--- Record excerpts Enclosed Below ---

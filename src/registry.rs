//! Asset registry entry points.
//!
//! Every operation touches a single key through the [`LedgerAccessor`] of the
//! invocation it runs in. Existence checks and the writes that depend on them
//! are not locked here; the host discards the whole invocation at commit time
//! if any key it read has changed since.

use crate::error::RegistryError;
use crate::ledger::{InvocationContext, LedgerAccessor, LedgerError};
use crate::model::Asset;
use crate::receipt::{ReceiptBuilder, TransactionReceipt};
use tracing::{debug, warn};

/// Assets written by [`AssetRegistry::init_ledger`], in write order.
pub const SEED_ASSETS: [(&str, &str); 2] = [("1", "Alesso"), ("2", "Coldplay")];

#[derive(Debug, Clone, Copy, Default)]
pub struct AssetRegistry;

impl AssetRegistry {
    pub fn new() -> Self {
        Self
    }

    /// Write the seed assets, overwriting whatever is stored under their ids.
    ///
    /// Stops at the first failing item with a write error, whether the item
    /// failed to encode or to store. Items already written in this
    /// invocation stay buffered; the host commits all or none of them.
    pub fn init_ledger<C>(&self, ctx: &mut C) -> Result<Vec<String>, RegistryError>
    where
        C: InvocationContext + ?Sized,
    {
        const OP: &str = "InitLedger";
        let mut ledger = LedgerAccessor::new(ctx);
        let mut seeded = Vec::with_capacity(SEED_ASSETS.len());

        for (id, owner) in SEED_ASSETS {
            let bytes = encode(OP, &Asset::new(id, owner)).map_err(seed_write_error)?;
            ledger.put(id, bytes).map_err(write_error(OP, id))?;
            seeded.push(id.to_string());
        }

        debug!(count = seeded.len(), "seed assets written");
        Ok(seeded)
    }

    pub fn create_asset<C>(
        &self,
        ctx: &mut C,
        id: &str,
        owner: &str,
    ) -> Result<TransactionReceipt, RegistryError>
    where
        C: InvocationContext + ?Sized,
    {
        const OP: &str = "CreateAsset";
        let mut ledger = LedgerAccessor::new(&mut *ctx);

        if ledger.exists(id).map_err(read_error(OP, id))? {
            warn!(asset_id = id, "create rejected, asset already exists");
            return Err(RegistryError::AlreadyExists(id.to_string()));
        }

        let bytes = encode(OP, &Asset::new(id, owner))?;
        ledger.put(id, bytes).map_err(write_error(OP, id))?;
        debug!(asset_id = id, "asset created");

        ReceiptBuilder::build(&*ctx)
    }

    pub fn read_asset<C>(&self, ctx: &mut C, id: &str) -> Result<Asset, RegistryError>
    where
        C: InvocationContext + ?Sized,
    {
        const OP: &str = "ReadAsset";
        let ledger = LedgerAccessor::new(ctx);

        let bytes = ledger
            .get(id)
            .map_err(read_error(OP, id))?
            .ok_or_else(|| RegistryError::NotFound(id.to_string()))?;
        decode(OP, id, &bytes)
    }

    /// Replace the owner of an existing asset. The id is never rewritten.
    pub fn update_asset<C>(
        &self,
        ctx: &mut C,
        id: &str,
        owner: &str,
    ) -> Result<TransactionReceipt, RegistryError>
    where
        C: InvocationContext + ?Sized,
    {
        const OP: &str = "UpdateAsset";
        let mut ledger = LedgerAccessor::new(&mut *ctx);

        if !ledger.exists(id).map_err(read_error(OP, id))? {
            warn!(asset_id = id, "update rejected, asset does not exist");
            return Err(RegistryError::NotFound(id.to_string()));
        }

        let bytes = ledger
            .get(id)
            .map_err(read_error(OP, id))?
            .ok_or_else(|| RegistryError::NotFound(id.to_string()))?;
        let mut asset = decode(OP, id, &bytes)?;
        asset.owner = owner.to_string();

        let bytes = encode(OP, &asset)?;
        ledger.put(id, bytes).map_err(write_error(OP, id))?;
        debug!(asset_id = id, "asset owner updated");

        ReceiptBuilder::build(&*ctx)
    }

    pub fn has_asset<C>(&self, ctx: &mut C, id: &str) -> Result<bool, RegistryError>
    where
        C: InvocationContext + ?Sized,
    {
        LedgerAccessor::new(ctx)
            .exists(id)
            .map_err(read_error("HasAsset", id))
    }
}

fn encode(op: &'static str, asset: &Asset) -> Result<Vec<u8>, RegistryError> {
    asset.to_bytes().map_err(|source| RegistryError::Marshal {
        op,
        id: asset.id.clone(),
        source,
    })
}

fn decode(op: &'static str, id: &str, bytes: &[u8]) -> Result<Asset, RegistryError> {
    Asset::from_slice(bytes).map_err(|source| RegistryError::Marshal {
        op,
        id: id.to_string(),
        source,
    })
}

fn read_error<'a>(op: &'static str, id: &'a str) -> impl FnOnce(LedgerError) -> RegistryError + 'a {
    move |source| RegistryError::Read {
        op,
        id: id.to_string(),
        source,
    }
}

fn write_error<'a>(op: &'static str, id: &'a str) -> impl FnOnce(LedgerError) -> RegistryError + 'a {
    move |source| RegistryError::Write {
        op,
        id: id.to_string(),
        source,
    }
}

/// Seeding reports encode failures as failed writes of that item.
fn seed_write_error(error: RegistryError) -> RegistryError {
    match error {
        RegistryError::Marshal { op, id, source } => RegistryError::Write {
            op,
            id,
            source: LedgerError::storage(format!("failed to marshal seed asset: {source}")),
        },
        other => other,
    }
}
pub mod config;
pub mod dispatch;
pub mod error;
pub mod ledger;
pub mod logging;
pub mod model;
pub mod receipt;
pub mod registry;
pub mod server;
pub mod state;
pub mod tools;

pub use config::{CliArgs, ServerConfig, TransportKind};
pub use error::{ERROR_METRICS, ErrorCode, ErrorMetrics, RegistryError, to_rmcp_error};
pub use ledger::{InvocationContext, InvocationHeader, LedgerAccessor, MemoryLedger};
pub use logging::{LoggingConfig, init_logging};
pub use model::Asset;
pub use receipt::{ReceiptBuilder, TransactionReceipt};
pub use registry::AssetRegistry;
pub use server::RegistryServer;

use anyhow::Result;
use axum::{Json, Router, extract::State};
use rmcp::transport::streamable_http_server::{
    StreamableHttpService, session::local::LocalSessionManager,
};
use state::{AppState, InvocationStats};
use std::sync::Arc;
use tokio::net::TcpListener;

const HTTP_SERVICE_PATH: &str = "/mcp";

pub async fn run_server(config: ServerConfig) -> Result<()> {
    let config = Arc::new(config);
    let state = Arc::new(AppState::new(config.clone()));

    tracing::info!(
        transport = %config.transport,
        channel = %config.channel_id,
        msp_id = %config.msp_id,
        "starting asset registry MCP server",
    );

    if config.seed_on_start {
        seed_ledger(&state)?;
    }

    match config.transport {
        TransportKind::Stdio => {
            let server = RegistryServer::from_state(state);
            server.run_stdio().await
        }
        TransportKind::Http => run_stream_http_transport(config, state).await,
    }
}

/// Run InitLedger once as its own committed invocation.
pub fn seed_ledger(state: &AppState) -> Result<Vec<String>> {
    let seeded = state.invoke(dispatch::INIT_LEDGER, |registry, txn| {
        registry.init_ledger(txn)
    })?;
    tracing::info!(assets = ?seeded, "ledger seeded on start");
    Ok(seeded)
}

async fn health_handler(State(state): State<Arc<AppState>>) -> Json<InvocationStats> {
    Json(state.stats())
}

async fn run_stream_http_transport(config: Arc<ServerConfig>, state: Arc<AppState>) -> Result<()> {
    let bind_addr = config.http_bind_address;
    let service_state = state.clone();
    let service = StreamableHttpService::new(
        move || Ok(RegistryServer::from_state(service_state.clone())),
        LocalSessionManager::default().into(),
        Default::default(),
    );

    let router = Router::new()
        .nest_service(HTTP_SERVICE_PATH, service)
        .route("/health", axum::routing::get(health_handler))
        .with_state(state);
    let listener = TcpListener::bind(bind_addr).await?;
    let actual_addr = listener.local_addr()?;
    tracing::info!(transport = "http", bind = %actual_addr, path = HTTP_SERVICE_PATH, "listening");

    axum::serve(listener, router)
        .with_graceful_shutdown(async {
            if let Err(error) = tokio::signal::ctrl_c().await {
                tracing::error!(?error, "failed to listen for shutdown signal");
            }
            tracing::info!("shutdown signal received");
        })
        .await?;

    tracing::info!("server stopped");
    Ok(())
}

--- End of Enclosed Record excerpts ---
--- Record excerpts Enclosed Below ---

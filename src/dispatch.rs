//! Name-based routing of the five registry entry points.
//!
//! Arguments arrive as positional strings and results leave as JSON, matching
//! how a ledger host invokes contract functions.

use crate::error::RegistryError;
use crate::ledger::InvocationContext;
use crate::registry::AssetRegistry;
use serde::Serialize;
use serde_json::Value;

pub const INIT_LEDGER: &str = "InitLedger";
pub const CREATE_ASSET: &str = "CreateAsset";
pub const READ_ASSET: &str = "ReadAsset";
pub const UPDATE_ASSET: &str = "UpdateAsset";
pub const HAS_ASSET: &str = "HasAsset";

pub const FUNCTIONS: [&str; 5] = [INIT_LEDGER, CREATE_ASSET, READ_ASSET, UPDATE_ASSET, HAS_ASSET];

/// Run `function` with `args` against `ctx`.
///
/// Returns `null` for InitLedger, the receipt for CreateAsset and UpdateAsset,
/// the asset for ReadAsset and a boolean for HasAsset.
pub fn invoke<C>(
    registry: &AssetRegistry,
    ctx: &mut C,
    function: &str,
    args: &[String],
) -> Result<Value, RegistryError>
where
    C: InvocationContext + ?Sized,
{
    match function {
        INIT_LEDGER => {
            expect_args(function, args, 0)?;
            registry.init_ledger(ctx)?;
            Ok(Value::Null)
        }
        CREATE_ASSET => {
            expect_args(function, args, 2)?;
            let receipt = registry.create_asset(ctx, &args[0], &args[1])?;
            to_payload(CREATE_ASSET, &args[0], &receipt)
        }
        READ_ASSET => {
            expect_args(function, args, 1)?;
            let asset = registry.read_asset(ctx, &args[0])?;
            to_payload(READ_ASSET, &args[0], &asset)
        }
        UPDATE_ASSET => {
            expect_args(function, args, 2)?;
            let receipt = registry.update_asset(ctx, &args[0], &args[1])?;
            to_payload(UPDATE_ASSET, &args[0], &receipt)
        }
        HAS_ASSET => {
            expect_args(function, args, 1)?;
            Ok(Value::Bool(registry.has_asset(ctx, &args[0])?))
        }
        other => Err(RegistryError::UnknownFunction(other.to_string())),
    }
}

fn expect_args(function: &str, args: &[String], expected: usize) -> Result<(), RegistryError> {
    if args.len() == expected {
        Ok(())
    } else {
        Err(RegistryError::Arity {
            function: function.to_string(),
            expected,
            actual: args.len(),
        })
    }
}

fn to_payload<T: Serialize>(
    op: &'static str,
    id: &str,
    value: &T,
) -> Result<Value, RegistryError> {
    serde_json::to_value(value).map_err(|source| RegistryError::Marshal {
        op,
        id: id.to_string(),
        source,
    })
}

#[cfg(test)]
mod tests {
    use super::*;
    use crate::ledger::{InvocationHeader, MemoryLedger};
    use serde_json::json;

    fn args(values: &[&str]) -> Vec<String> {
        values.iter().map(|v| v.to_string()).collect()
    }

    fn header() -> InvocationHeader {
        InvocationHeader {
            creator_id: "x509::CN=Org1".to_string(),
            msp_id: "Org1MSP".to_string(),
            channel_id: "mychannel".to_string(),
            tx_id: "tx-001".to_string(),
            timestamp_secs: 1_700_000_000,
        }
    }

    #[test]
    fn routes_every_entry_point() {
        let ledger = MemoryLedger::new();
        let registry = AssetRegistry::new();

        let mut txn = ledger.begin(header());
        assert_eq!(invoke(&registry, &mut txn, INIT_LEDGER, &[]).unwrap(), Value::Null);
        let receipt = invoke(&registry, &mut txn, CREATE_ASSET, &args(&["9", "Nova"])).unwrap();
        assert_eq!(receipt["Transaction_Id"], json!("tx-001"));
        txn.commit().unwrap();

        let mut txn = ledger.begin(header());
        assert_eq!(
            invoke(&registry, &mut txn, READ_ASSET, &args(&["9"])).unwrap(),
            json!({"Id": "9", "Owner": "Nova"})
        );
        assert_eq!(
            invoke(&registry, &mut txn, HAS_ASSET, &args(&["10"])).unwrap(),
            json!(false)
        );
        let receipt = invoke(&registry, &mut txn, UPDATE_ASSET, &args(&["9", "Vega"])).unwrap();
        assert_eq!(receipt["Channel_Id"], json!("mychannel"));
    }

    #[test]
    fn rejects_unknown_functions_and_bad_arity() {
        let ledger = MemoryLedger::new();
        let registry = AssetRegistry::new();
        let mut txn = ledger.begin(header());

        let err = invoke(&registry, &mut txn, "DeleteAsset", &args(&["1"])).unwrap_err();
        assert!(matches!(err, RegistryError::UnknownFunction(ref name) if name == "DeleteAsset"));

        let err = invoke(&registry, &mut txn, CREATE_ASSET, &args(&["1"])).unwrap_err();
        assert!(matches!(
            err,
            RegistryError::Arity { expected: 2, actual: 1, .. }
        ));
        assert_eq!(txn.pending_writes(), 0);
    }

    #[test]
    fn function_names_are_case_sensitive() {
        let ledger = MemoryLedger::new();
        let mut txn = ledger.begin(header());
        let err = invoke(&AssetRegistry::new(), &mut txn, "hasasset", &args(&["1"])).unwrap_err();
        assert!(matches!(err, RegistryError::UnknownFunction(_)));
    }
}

--- End of Enclosed Record excerpts ---
--- Record excerpts Enclosed Below ---

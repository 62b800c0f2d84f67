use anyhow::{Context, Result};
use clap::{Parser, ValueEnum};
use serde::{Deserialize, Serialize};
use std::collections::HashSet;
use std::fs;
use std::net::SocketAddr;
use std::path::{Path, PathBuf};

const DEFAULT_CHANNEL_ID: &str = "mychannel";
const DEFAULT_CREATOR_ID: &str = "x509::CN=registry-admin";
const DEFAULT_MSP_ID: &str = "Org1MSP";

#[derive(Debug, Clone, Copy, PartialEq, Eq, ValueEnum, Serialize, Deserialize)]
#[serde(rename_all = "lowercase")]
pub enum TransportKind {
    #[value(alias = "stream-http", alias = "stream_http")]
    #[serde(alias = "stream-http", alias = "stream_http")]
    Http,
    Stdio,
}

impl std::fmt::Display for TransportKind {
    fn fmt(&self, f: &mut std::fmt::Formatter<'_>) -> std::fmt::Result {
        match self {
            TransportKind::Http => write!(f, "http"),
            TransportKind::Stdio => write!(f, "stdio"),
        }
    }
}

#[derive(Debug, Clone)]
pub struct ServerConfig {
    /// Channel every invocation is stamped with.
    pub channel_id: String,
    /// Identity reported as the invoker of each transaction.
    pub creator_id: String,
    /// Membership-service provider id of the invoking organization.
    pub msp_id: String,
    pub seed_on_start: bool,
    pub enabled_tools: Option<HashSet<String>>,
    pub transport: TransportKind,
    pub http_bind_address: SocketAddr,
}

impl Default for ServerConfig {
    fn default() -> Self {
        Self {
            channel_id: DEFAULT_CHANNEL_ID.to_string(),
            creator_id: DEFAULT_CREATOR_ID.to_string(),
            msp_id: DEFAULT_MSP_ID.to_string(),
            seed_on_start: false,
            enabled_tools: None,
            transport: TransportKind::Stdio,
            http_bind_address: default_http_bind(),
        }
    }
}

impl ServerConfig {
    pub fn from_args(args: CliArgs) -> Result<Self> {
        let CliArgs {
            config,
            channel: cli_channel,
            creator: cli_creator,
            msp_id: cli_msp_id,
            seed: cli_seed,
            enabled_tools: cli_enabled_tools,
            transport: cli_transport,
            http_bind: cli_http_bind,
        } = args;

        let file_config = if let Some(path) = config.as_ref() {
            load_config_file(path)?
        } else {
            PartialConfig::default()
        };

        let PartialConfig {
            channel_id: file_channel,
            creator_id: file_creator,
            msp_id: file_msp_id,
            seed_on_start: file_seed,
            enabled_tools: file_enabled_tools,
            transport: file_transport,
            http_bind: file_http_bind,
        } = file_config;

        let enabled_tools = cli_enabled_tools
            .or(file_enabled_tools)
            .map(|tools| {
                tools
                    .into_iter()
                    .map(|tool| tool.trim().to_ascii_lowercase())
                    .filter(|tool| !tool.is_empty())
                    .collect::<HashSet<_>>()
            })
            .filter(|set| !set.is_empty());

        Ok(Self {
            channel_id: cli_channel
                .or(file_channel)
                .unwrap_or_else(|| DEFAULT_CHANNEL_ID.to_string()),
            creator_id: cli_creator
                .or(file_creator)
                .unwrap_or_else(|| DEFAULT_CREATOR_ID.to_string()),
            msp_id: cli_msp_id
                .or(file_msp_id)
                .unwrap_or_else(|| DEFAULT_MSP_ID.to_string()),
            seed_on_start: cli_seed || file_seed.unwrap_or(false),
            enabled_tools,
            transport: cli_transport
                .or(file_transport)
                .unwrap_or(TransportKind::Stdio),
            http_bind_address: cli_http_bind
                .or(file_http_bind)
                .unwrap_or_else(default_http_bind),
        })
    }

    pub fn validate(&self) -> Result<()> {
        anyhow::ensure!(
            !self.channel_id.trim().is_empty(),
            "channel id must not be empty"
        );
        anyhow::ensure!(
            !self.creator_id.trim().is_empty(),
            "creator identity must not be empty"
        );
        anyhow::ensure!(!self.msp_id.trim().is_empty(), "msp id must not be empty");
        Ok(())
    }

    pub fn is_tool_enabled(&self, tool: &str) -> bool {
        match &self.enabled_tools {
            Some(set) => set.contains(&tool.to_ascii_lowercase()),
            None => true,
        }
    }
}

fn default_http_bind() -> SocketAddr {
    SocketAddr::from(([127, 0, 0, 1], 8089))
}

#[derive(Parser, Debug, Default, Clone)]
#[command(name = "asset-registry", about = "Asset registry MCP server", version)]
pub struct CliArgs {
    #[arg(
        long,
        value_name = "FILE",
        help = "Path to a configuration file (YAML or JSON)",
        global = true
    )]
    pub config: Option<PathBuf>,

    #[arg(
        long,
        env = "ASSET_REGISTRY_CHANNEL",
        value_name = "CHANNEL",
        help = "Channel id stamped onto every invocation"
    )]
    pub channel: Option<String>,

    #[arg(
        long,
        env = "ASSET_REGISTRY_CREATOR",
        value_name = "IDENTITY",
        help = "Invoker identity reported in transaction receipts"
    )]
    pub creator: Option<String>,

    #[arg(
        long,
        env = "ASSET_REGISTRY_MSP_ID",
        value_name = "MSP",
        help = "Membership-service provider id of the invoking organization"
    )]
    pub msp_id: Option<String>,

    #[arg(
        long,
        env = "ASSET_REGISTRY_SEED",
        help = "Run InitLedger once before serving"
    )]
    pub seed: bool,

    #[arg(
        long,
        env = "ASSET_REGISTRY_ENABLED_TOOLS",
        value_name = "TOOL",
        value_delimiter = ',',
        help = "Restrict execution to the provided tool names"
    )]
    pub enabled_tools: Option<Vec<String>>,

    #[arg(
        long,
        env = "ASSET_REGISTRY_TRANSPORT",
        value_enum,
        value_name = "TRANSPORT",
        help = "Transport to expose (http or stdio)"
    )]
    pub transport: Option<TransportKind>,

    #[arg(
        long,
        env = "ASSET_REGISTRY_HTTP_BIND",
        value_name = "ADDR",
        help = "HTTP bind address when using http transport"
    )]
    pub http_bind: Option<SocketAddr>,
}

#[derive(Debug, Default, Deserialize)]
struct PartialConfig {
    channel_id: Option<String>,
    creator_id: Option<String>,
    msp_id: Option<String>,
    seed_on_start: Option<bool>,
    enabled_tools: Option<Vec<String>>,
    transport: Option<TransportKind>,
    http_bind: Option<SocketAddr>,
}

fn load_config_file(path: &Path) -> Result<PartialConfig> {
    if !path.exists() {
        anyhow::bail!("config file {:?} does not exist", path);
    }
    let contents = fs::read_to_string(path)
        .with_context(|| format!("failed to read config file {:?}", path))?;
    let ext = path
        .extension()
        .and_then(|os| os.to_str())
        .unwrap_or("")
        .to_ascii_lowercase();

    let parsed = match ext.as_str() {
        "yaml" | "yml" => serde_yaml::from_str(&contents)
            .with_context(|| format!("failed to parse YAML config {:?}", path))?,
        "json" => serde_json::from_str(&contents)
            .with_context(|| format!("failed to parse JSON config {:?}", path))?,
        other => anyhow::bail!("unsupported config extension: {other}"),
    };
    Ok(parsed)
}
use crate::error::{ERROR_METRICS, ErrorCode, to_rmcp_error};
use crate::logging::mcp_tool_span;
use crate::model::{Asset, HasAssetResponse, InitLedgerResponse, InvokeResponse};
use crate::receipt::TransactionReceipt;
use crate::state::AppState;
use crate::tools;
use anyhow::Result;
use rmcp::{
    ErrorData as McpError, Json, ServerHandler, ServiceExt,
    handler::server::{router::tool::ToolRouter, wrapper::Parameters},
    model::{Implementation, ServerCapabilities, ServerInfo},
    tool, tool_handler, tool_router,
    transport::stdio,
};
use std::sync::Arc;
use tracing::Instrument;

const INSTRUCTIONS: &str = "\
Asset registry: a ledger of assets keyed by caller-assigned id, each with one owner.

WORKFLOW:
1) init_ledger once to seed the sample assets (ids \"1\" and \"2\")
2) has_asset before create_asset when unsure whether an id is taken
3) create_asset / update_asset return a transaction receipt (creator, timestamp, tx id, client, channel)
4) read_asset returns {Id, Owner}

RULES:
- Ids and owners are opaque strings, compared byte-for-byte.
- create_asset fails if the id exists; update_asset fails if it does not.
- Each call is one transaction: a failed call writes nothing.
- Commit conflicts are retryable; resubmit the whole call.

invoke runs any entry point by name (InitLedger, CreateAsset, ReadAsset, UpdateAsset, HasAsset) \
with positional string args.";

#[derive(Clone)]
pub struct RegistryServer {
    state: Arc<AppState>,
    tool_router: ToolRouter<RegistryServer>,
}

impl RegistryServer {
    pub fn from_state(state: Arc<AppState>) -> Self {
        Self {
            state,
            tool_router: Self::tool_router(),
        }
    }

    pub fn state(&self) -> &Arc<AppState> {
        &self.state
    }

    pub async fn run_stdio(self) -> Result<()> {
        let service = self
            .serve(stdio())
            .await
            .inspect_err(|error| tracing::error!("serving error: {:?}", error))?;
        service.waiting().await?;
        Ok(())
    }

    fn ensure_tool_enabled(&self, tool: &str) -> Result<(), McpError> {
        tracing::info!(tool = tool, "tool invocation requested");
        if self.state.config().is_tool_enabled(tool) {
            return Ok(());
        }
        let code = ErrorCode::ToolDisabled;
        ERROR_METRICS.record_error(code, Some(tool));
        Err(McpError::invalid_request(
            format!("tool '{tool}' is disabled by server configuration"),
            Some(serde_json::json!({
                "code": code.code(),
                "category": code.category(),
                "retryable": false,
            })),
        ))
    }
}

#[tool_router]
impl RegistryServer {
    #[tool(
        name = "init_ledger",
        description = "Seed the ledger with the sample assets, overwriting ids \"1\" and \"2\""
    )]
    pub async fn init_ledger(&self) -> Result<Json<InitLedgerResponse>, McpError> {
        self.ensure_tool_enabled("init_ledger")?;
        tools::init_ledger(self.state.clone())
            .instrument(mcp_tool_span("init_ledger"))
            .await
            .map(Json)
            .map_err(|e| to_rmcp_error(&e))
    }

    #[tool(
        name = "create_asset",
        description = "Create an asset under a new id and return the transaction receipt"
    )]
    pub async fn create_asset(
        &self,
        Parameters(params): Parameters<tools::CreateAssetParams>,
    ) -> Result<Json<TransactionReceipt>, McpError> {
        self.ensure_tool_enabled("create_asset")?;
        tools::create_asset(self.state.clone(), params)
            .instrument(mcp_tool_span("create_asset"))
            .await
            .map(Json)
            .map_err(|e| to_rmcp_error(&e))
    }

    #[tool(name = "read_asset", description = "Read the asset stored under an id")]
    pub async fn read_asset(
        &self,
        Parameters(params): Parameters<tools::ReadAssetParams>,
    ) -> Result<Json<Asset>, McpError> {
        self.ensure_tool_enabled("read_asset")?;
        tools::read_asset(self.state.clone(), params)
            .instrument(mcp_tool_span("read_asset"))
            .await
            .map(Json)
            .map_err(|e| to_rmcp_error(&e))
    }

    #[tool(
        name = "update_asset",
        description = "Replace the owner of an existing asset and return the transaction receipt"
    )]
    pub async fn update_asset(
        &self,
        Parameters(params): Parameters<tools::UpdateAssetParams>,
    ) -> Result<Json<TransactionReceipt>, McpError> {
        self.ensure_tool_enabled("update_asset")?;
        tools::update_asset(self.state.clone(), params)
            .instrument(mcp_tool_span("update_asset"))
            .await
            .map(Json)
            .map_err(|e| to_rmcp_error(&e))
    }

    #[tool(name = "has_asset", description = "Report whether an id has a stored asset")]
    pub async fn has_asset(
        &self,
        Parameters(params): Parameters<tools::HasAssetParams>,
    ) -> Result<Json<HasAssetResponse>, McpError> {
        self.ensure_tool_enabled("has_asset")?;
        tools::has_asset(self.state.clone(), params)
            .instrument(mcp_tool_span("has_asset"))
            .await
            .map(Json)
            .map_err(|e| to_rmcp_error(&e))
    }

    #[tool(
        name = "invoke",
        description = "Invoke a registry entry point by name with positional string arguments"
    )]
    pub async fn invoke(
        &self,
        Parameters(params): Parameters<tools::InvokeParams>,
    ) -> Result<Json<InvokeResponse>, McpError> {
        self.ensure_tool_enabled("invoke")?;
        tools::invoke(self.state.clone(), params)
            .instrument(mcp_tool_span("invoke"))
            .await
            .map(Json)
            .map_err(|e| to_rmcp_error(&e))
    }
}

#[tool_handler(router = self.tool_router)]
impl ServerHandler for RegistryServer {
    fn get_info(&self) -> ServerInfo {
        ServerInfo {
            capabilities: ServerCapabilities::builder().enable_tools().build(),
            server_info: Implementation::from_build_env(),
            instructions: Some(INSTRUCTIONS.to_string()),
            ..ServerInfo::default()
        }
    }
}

--- End of Enclosed Record excerpts ---

The lines to copy are those in the listing that contain the word "retryable".

Result of the exercise ->
- Commit conflicts are retryable; resubmit the whole call.
                "retryable": false,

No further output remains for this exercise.